// dkim-parse – extraction and verification of DKIM signatures
// Copyright © 2022–2023 David Bürgin <dbuergin@gluet.ch>
//
// This program is free software: you can redistribute it and/or modify it under
// the terms of the GNU General Public License as published by the Free Software
// Foundation, either version 3 of the License, or (at your option) any later
// version.
//
// This program is distributed in the hope that it will be useful, but WITHOUT
// ANY WARRANTY; without even the implied warranty of MERCHANTABILITY or FITNESS
// FOR A PARTICULAR PURPOSE. See the GNU General Public License for more
// details.
//
// You should have received a copy of the GNU General Public License along with
// this program. If not, see <https://www.gnu.org/licenses/>.

//! Completion of a parsed signature: policy, key, body hash, and signature.

use crate::{
    canonicalize::canonicalize_body,
    crypto::{self, HashAlgorithm, KeyType, VerifyingKey},
    record::{DkimKeyRecord, DkimKeyRecordParseError},
    signature::{DkimSignature, DomainName, Identity},
    util::encode_base64,
    verifier::{query, Config, LookupTxt, PolicyError, VerifierError},
};
use std::io;
use tracing::trace;

/// What the completion of one signature arrived at.
#[derive(Debug, Default)]
pub struct Completion {
    pub outcome: Option<Result<(), VerifierError>>,
    pub key_record: Option<DkimKeyRecord>,
    pub key_size: Option<usize>,
    pub testing: bool,
}

impl Completion {
    fn failed(error: VerifierError) -> Self {
        Self {
            outcome: Some(Err(error)),
            ..Default::default()
        }
    }
}

pub async fn complete_signature<T: LookupTxt + ?Sized>(
    resolver: &T,
    config: &Config,
    sig: &DkimSignature,
    processed_header: &[u8],
    body: &[u8],
) -> Completion {
    if let Err(e) = check_policy(config, sig) {
        trace!(domain = %sig.domain, "signature rejected by policy: {e}");
        return Completion::failed(e);
    }

    let txts = match query::look_up_records(
        resolver,
        &sig.domain,
        &sig.selector,
        config.lookup_timeout,
    )
    .await
    {
        Ok(txts) => txts,
        Err(e) => return Completion::failed(e),
    };

    if let Err(e) = verify_body_hash(config, sig, body) {
        return Completion::failed(e);
    }

    let hash_alg = sig.algorithm.hash_algorithm();
    let data_hash = crypto::digest_slices(hash_alg, [processed_header]);

    let mut completion = Completion::default();

    // the last error seen is the one reported
    for (i, txt) in txts.into_iter().enumerate() {
        trace!("trying key record {}", i + 1);

        completion = verify_with_record(config, sig, txt, &data_hash);

        if matches!(completion.outcome, Some(Ok(()))) {
            break;
        }
    }

    completion
}

fn verify_with_record(
    config: &Config,
    sig: &DkimSignature,
    txt: io::Result<String>,
    data_hash: &[u8],
) -> Completion {
    let key_record = match txt {
        Ok(s) => match s.parse::<DkimKeyRecord>() {
            Ok(r) => r,
            Err(DkimKeyRecordParseError::RevokedKey) => {
                trace!("key revoked");
                return Completion::failed(VerifierError::KeyRevoked);
            }
            Err(e) => {
                trace!("invalid key record: {e}");
                return Completion::failed(VerifierError::KeyRecordSyntax);
            }
        },
        Err(e) => {
            trace!("unusable DNS record: {e}");
            return Completion::failed(VerifierError::KeyRecordSyntax);
        }
    };

    let key_type = sig.algorithm.key_type();
    let hash_alg = sig.algorithm.hash_algorithm();

    let user_id = sig.user_id.as_ref();
    if let Err(e) = validate_key_record(key_type, hash_alg, &key_record, &sig.domain, user_id) {
        return Completion::failed(e);
    }

    let testing = key_record.is_testing();

    let public_key = match VerifyingKey::from_key_data(key_type, &key_record.key_data) {
        Ok(k) => k,
        Err(e) => {
            trace!("unusable public key: {e}");
            return Completion {
                outcome: Some(Err(VerifierError::VerificationFailure(e))),
                key_record: Some(key_record),
                key_size: None,
                testing,
            };
        }
    };

    let key_size = public_key.key_size();

    let outcome = check_key_size(config, key_size).and_then(|_| {
        public_key
            .verify(hash_alg, data_hash, &sig.signature_data)
            .map_err(VerifierError::VerificationFailure)
    });

    match &outcome {
        Ok(()) => trace!(domain = %sig.domain, "signature verified"),
        Err(e) => trace!(domain = %sig.domain, "signature verification failed: {e}"),
    }

    Completion {
        outcome: Some(outcome),
        key_record: Some(key_record),
        key_size,
        testing,
    }
}

fn check_policy(config: &Config, sig: &DkimSignature) -> Result<(), VerifierError> {
    if config
        .required_signed_headers
        .iter()
        .any(|h| !sig.signed_headers.contains(h))
    {
        return Err(PolicyError::RequiredHeadersNotSigned.into());
    }

    #[cfg(feature = "pre-rfc8301")]
    if sig.algorithm.hash_algorithm() == HashAlgorithm::Sha1 && !config.allow_sha1 {
        return Err(PolicyError::DisallowedSha1Hash.into());
    }

    let now = config.current_timestamp();
    let tolerance = config.time_tolerance.as_secs();

    if config.fail_if_expired {
        if let Some(x) = sig.expiration {
            if now >= x.saturating_add(tolerance) {
                return Err(PolicyError::SignatureExpired.into());
            }
        }
    }

    if config.fail_if_in_future {
        if let Some(t) = sig.timestamp {
            if t.saturating_sub(tolerance) > now {
                return Err(PolicyError::TimestampInFuture.into());
            }
        }
    }

    Ok(())
}

fn check_key_size(config: &Config, key_size: Option<usize>) -> Result<(), VerifierError> {
    match key_size {
        Some(bits) if bits < config.min_key_bits.max(crypto::MIN_RSA_KEY_BITS) => {
            trace!(bits, "public key too small");
            Err(PolicyError::KeyTooSmall.into())
        }
        _ => Ok(()),
    }
}

// The l= count applies to the canonicalized body, RFC 6376, section 3.4.5.
fn verify_body_hash(
    config: &Config,
    sig: &DkimSignature,
    body: &[u8],
) -> Result<(), VerifierError> {
    let mut canonical_body = canonicalize_body(sig.canonicalization.body, body);

    if let Some(len) = sig.body_length {
        let len = usize::try_from(len).map_err(|_| VerifierError::Overflow)?;

        if len > canonical_body.len() {
            trace!(len, "body shorter than signed length");
            return Err(VerifierError::InsufficientBodyLength);
        }
        if len < canonical_body.len() && config.forbid_partially_signed_body {
            return Err(PolicyError::ForbidPartiallySignedBody.into());
        }

        canonical_body.truncate(len);
    }

    let hash = crypto::digest_slices(sig.algorithm.hash_algorithm(), [&canonical_body]);

    if *hash != *sig.body_hash {
        trace!(computed = %encode_base64(&hash), "body hash mismatch");
        return Err(VerifierError::BodyHashMismatch);
    }

    trace!("body hash matched");

    Ok(())
}

fn validate_key_record(
    key_type: KeyType,
    hash_alg: HashAlgorithm,
    record: &DkimKeyRecord,
    domain: &DomainName,
    user_id: Option<&Identity>,
) -> Result<(), VerifierError> {
    if record.key_type != key_type {
        trace!("wrong public key type");
        return Err(VerifierError::WrongKeyType);
    }
    if !record.hash_algorithms.contains(&hash_alg) {
        trace!("disallowed hash algorithm");
        return Err(VerifierError::DisallowedHashAlgorithm);
    }
    if !record.allows_email() {
        trace!("disallowed service type");
        return Err(VerifierError::DisallowedServiceType);
    }
    if record.forbids_subdomains() {
        // i= is already known to be within d=
        if let Some(user_id) = user_id {
            if user_id.domain_part != *domain {
                trace!("i= domain is a subdomain, not allowed by key record");
                return Err(VerifierError::DomainMismatch);
            }
        }
    }

    Ok(())
}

**Task item**.
Extract the lines above, from the first one through the one containing "useful, but WITHOUT", and return only those, unchanged.

**Answer box**.
// dkim-parse – extraction and verification of DKIM signatures
// Copyright © 2022–2023 David Bürgin <dbuergin@gluet.ch>
//
// This program is free software: you can redistribute it and/or modify it under
// the terms of the GNU General Public License as published by the Free Software
// Foundation, either version 3 of the License, or (at your option) any later
// version.
//
// This program is distributed in the hope that it will be useful, but WITHOUT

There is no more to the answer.